Point to a bar in the histogram for more details.  

Screenshot student participation in collaborate sessions data

If you don't use Blackboard Collaborate, no data is shown.
 

Engagement with Assessments

How quickly students submit course assessments is an important consideration for success (Yalcin et al., 2015). “A late student submission or slow feedback in returning grades can cause cascading problems for subsequent student work and lower student success” (p. 11). 

Timeliness of assessment submission shows students timeliness in completing course assessments. Course assessments include assignments, blogs, discussions, journals, tests, wikis, and so on. Only course assessments with due dates are included.

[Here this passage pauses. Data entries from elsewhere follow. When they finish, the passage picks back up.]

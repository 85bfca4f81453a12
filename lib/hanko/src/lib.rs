#![doc = include_str!("../README.md")]

#[macro_use]
extern crate tracing;

use http::Request;

pub use self::{
    error::{ConfigError, DecodeError, Error, FailureReason, Result, TokenError},
    failure::{failure_fn, DefaultFailureHandler, FailureFn, FailureHandler},
    future::ResponseFuture,
    handle::{CsrfHandle, TemplateField},
    key::Key,
    layer::CsrfLayer,
    options::Options,
    secret::Secret,
    service::CsrfService,
};

mod error;
mod failure;
mod future;
mod handle;
mod key;
mod layer;
mod options;
mod secret;
mod service;

pub mod codec;
pub mod config;
pub mod mask;
pub mod verify;

type BoxError = Box<dyn std::error::Error + Send + Sync>;

/// Length of the base secret and of the one-time pad, in bytes
pub const SECRET_LEN: usize = 32;

/// Length of a masked token before it is text-encoded
pub const MASKED_TOKEN_LEN: usize = SECRET_LEN * 2;

/// Marker which exempts a request from token verification
///
/// The [`CsrfHandle`] is still attached to requests carrying this marker,
/// so a token can be issued for the response.
#[derive(Clone, Copy, Debug, Default)]
pub struct SkipCheck;

/// Exempt the request from token verification
///
/// This has to be called by a layer sitting *outside* of the [`CsrfLayer`].
/// Use it for endpoints authenticated by other means (API tokens, webhooks with signatures, etc.)
#[inline]
pub fn unsafe_skip_check<B>(req: &mut Request<B>) {
    req.extensions_mut().insert(SkipCheck);
}
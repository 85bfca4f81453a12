use crate::{
    layer::Guard,
    verify::{self, Outcome, Stage},
    BoxError, CsrfHandle, FailureHandler, ResponseFuture,
};
use bytes::Bytes;
use cookie::Cookie;
use http::{header, Request, Response};
use http_body::Body;
use std::{
    mem,
    task::{self, Poll},
    time::SystemTime,
};
use tower_service::Service;
use triomphe::Arc;

/// Service verifying unsafe requests before handing them to the inner service
#[derive(Clone)]
pub struct CsrfService<S, H> {
    inner: S,
    guard: Arc<Guard>,
    failure_handler: H,
}

impl<S, H> CsrfService<S, H> {
    pub(crate) fn new(inner: S, guard: Arc<Guard>, failure_handler: H) -> Self {
        Self {
            inner,
            guard,
            failure_handler,
        }
    }
}

fn read_cookie<B>(req: &Request<B>, name: &str) -> Option<String> {
    for header in req.headers().get_all(header::COOKIE) {
        let Ok(value_str) = header.to_str() else {
            continue;
        };

        for cookie in Cookie::split_parse_encoded(value_str) {
            let cookie = match cookie {
                Ok(cookie) => cookie,
                Err(error) => {
                    debug!(?error, "failed to decode cookie");
                    continue;
                }
            };

            if cookie.name() == name {
                return Some(cookie.value_trimmed().to_owned());
            }
        }
    }

    None
}

impl<S, H, ReqBody, ResBody> Service<Request<ReqBody>> for CsrfService<S, H>
where
    S: Service<Request<ReqBody>, Response = Response<ResBody>> + Clone,
    S::Error: Into<BoxError>,
    H: FailureHandler<ResBody> + Clone,
    ReqBody: Body + From<Bytes>,
    ReqBody::Error: Into<BoxError>,
{
    type Response = Response<ResBody>;
    type Error = BoxError;
    type Future = ResponseFuture<S, S::Future, H, ReqBody, ResBody>;

    fn poll_ready(&mut self, cx: &mut task::Context<'_>) -> Poll<Result<(), Self::Error>> {
        self.inner.poll_ready(cx).map_err(Into::into)
    }

    fn call(&mut self, mut req: Request<ReqBody>) -> Self::Future {
        let cookie_value = read_cookie(&req, self.guard.options.cookie_name());
        let handle = match CsrfHandle::load(
            Arc::clone(&self.guard),
            cookie_value.as_deref(),
            SystemTime::now(),
        ) {
            Ok(handle) => handle,
            Err(error) => return ResponseFuture::abort(error),
        };

        req.extensions_mut().insert(handle.clone());

        // The clone isn't necessarily ready, keep the one that was polled
        let clone = self.inner.clone();
        let mut inner = mem::replace(&mut self.inner, clone);

        let (parts, body) = req.into_parts();
        let outcome = match verify::preflight(&parts, &handle) {
            Stage::Terminal(outcome) => outcome,
            Stage::NeedsToken => match verify::form_kind(&parts.headers) {
                Some(form) => {
                    return ResponseFuture::buffer(
                        inner,
                        parts,
                        body,
                        form,
                        handle,
                        self.failure_handler.clone(),
                    );
                }
                None => verify::verify_token(&parts.headers, None, &handle),
            },
        };

        if let Outcome::Rejected(reason) = outcome {
            debug!(%reason, method = %parts.method, "rejecting request");
            let response = self.failure_handler.on_failure(&parts, reason);
            return ResponseFuture::respond(response, handle);
        }

        ResponseFuture::inner(inner.call(Request::from_parts(parts, body)), handle)
    }
}
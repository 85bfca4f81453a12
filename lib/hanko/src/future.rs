use crate::{
    verify::{self, FormKind, Outcome},
    BoxError, CsrfHandle, Error, FailureHandler, FailureReason,
};
use bytes::{BufMut, Bytes, BytesMut};
use futures_util::future::BoxFuture;
use http::{header, request, HeaderValue, Request, Response};
use http_body::Body;
use http_body_util::Limited;
use pin_project_lite::pin_project;
use std::{
    future::Future,
    pin::Pin,
    task::{self, ready, Poll},
    time::SystemTime,
};
use tower_service::Service;

/// Request waiting for its form body to be buffered
struct Pending<S, H> {
    inner: S,
    parts: request::Parts,
    handle: CsrfHandle,
    failure_handler: H,
}

pin_project! {
    #[project = StateProj]
    enum State<S, F, H, ReqBody, ResBody> {
        Buffer {
            #[pin]
            body: Limited<ReqBody>,
            buffer: BytesMut,
            form: FormKind,
            pending: Option<Pending<S, H>>,
        },
        Multipart {
            field: BoxFuture<'static, Option<String>>,
            body: Bytes,
            pending: Option<Pending<S, H>>,
        },
        Inner {
            #[pin]
            fut: F,
            handle: CsrfHandle,
        },
        Respond {
            response: Option<Response<ResBody>>,
            handle: CsrfHandle,
        },
        Abort {
            error: Option<Error>,
        },
    }
}

pin_project! {
    /// Response future of the [`CsrfService`](crate::CsrfService)
    pub struct ResponseFuture<S, F, H, ReqBody, ResBody> {
        #[pin]
        state: State<S, F, H, ReqBody, ResBody>,
    }
}

impl<S, F, H, ReqBody, ResBody> ResponseFuture<S, F, H, ReqBody, ResBody> {
    pub(crate) fn buffer(
        inner: S,
        parts: request::Parts,
        body: ReqBody,
        form: FormKind,
        handle: CsrfHandle,
        failure_handler: H,
    ) -> Self {
        let max_body_size = handle.guard().options.max_body_size();

        Self {
            state: State::Buffer {
                body: Limited::new(body, max_body_size),
                buffer: BytesMut::new(),
                form,
                pending: Some(Pending {
                    inner,
                    parts,
                    handle,
                    failure_handler,
                }),
            },
        }
    }

    pub(crate) fn inner(fut: F, handle: CsrfHandle) -> Self {
        Self {
            state: State::Inner { fut, handle },
        }
    }

    pub(crate) fn respond(response: Response<ResBody>, handle: CsrfHandle) -> Self {
        Self {
            state: State::Respond {
                response: Some(response),
                handle,
            },
        }
    }

    pub(crate) fn abort(error: Error) -> Self {
        Self {
            state: State::Abort { error: Some(error) },
        }
    }
}

/// Attach the cookie if the secret was minted or rotated while handling the request
fn persist<ResBody>(
    mut response: Response<ResBody>,
    handle: &CsrfHandle,
) -> Result<Response<ResBody>, BoxError> {
    if let Some(cookie) = handle.cookie(SystemTime::now())? {
        let encoded_cookie = cookie.encoded().to_string();
        let header_value = HeaderValue::from_str(&encoded_cookie).map_err(Error::from)?;

        response
            .headers_mut()
            .append(header::SET_COOKIE, header_value);
    }

    Ok(response)
}

fn reject<S, F, H, ReqBody, ResBody>(
    pending: Pending<S, H>,
    reason: FailureReason,
) -> State<S, F, H, ReqBody, ResBody>
where
    H: FailureHandler<ResBody>,
{
    debug!(%reason, method = %pending.parts.method, "rejecting request");
    State::Respond {
        response: Some(pending.failure_handler.on_failure(&pending.parts, reason)),
        handle: pending.handle,
    }
}

/// Compare the token and either reject or hand the rebuilt request to the inner service
fn settle<S, H, ReqBody, ResBody>(
    pending: Pending<S, H>,
    body: Bytes,
    form_value: Option<String>,
) -> State<S, S::Future, H, ReqBody, ResBody>
where
    S: Service<Request<ReqBody>, Response = Response<ResBody>>,
    H: FailureHandler<ResBody>,
    ReqBody: From<Bytes>,
{
    match verify::verify_token(&pending.parts.headers, form_value, &pending.handle) {
        Outcome::Rejected(reason) => reject(pending, reason),
        _ => {
            let Pending {
                mut inner,
                parts,
                handle,
                ..
            } = pending;

            State::Inner {
                fut: inner.call(Request::from_parts(parts, ReqBody::from(body))),
                handle,
            }
        }
    }
}

impl<S, H, ReqBody, ResBody> Future for ResponseFuture<S, S::Future, H, ReqBody, ResBody>
where
    S: Service<Request<ReqBody>, Response = Response<ResBody>>,
    S::Error: Into<BoxError>,
    H: FailureHandler<ResBody>,
    ReqBody: Body + From<Bytes>,
    ReqBody::Error: Into<BoxError>,
{
    type Output = Result<Response<ResBody>, BoxError>;

    fn poll(self: Pin<&mut Self>, cx: &mut task::Context<'_>) -> Poll<Self::Output> {
        let mut state = self.project().state;

        loop {
            let next = match state.as_mut().project() {
                StateProj::Buffer {
                    mut body,
                    buffer,
                    form,
                    pending,
                } => {
                    let read_result = loop {
                        match ready!(body.as_mut().poll_frame(cx)) {
                            Some(Ok(frame)) => {
                                if let Ok(data) = frame.into_data() {
                                    buffer.put(data);
                                }
                            }
                            Some(Err(error)) => break Err(error),
                            None => break Ok(()),
                        }
                    };

                    let pending = pending.take().expect("[Bug] Polled after completion");
                    if let Err(error) = read_result {
                        debug!(?error, "failed to buffer form body");
                        reject(pending, FailureReason::BodyUnreadable)
                    } else {
                        let body = buffer.split().freeze();
                        match form {
                            FormKind::UrlEncoded => {
                                let options = &pending.handle.guard().options;
                                let form_value = verify::form_field(options, &body);
                                settle(pending, body, form_value)
                            }
                            FormKind::Multipart { boundary } => {
                                let field_name =
                                    pending.handle.guard().options.field_name().to_owned();
                                let field = verify::multipart_field(
                                    body.clone(),
                                    std::mem::take(boundary),
                                    field_name,
                                );

                                State::Multipart {
                                    field: Box::pin(field),
                                    body,
                                    pending: Some(pending),
                                }
                            }
                        }
                    }
                }
                StateProj::Multipart {
                    field,
                    body,
                    pending,
                } => {
                    let form_value = ready!(field.as_mut().poll(cx));
                    let pending = pending.take().expect("[Bug] Polled after completion");
                    settle(pending, body.clone(), form_value)
                }
                StateProj::Inner { fut, handle } => {
                    let response = ready!(fut.poll(cx)).map_err(Into::<BoxError>::into)?;
                    return Poll::Ready(persist(response, handle));
                }
                StateProj::Respond { response, handle } => {
                    let response = response.take().expect("[Bug] Polled after completion");
                    return Poll::Ready(persist(response, handle));
                }
                StateProj::Abort { error } => {
                    let error = error.take().expect("[Bug] Polled after completion");
                    return Poll::Ready(Err(error.into()));
                }
            };

            state.set(next);
        }
    }
}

Timeliness of assessment submission is grouped into four categories: 

  • On-time: Assessments completed on or before the due date.
  • Late: Assessments completed after the due date.
  • Overdue: Assessments haven’t been completed. Due date has passed. 
  • Upcoming: Assessments haven’t been completed. Due date is in the future. 

These measures only count assessments expected for and completed by active students. Students include users enrolled with the student course role in Learn. Active students accessed and registered activity in the course.

The assessment distribution by completion status table describes how timely students complete course assessments, across all courses within the filters you’ve selected.

Select the column headings to sort the table.

Screenshot assessment distribution by completion status data

 

Use insights from engagement with assessment to identify academic units and courses where the timeliness of assessment completion is an issue, and that could be impacting learning outcomes. These insights can inform instructor training/coaching and/or other interventions to improve students’ timeliness in completing course assessments.  

 

 

You can use the language selector to choose your preferred language. There are terms that aren't currently localized and will remain in English after you’ve selected another language. The localized version of these terms will be delivered in a progressive manner throughout 2021 and 2022.